The best thing is that Phil Tufnell is finally off the blacklist. That Tufnell was unofficially suspended for the past 18 months was confirmed when Illingworth said that he had "served a long sentence". (If the suspension had been official, there would have been an outcry, and it would have been thrown out on appeal.)
If it was feeble of the selectors to leave Tufnell out all summer, it is brave of them to do a U-turn now. The line given to reporters when he was discussed but not selected for the first Test against Pakistan was that he could not be picked at home if the selectors were not prepared to take him on tour. Now it turns out that they were prepared to take him on tour - or, more likely, that they are feeling desperate about the state of their attack. The result is that one of the many odd aspects of Tufnell's career - the fact that he has played 16 Tests abroad, where he is supposed to be such a disruptive influence, and only six at home - will become even more pronounced.
The second-best thing is that Owais Shah is going on the A tour. I haven't seen him play, and it's puzzling that he has been preferred to David Sales, who has a similarly fine record with England's teen teams and has also made a Championship double-hundred. But the mere idea of picking a man - a boy, still not 18 - with only three first-class games behind him is exhilarating. It's the kind of thing other countries do and England don't. Which means it must be right. And it will be an excellent incentive to a generation of Anglo-Asians.
The other bit of good news is the promotion of Nasser Hussain. The best move Illingworth's panel ever made was this time last year when they brought Hussain out of the wilderness and made him captain of England A in Pakistan. He has not put a foot wrong since, and he now exudes authority as well as flair. Allowing him to leapfrog Alec Stewart is another bold, unEnglish move.
But you have to feel sorry for Stewart. If cricket had its equivalent of Footballer of the Year, Stewart would be the clear winner. Dropped for the first Test, he returned to become England's best batsman. At the same time, the county he leads are poised at last to convert their undoubted talents into a trophy or two. All this while his mother has been ill and his wife was having a difficult pregnancy. Stewart's reward is to be branded too old to be vice-captain at 33. There are two men on the selection panel who have been captain of England, apart from Atherton: Illingworth, who got the job at 36, and Graham Gooch, who got it at 35, lost it, and regained it at 36.

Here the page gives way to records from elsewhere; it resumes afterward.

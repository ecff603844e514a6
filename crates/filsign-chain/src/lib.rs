//! # filsign-chain
//!
//! Filecoin chain primitives for the filsign signing engine.
//!
//! ## Internal Crate Warning
//!
//! **This crate is an internal implementation detail of `filsign`.** The API
//! is unstable and may change between any versions.
//!
//! ## Modules
//!
//! - [`address`] - Addresses, their byte, string and JSON forms
//! - [`amount`] - attoFIL token amounts
//! - [`cbor`] - Canonical CBOR reader and writer
//! - [`cid`] - Content identifiers
//! - [`message`] - Messages, signatures and signed messages
//! - [`params`] - Built-in actor method numbers and parameters
//! - [`api_types`] - Node API response types
//!
//! ## Message Encoding
//!
//! The message CBOR is consensus-critical. Its CID bytes are the payload
//! every signature covers:
//!
//! ```rust
//! use filsign_chain::{Address, Message, TokenAmount};
//!
//! let from: Address = "f1pzrmbh7zfrppecothkiafiskbfnjza3ruommgta".parse().unwrap();
//! let mut msg = Message::new(from, Address::new_id(1234), 0, TokenAmount::from_whole(1), vec![]);
//! msg.nonce = 42;
//! msg.gas_limit = 2_000_000;
//! msg.gas_fee_cap = TokenAmount::from(100_000_u64);
//! msg.gas_premium = TokenAmount::from(1_000_u64);
//!
//! assert_eq!(
//!     msg.cid().unwrap().to_string(),
//!     "bafy2bzacebzxqimg5ynjfn57rdez64efajalcvdixus477neykvqjbthvnuig"
//! );
//! ```

#![forbid(unsafe_code)]
#![warn(missing_docs)]
#![warn(clippy::all)]
#![warn(clippy::pedantic)]

pub mod address;
pub mod amount;
pub mod api_types;
pub mod cbor;
pub mod cid;
pub mod message;
pub mod params;

mod varint;

pub use address::{Address, Network, Protocol};
pub use amount::TokenAmount;
pub use api_types::{Actor, ChainEpoch, MarketBalance, MinerInfo, MsgLookup, TipSet};
pub use cid::Cid;
pub use message::{Message, Signature, SignedMessage, MAX_PARAMS_LEN};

Now for the bad news. Faced with an embarrassment of would-be all-rounders, the selectors have gone for Ronnie Irani ahead of Adam Hollioake, who looks a better batsman, or Mark Ealham, who is a better bowler. The selectors, and especially Gooch, admire Irani's relish for the fight, but Hollioake has that, too. Irani's bowling was awfully hittable against India and Pakistan. As bowlers, in Tests he and Hollioake are just partnership-breakers. Nothing wrong with that, but it means that you must pick the better batsman of the two. Irani has made four hundreds in a 66-match career, Hollioake has 10 in 55. The gap is not wholly explained by the good batting strips at The Oval.
The second mistake is picking Chris Silverwood. He's an attractive choice for the same reasons as Shah, and you could argue that Illy is entitled to one last gamble. But there's no such thing as a free hunch. The price to be paid here is that England will have no one who can hurry the opposition. What the attack lacked this summer was edge. Devon Malcolm, as the County Championship has shown, can provide it. Perhaps Illy can be forgiven for not being that forgiving. But if the last place had to go to another English- type seamer, it should have been Glen Chapple or Dean Headley, who have both had good A tours, while Silverwood slotted in below them. The A team makes no sense if it is not used as a pipeline.
Which is not to say it shouldn't also be a rehabilitation centre. On the plus side, room has been found for Peter Such; but this is heavily outweighed by the omission of Mark Ramprakash. Hollioake will probably be a good captain of the A team, but little will be learnt about him in the process; whereas there was a wonderful opportunity to see if Ramprakash could be this year's Hussain. "It's up to the players," Illy kept saying at yesterday's press conference, "to show what they can do." But how can you show a big-match temperament if you're not even in the second XI?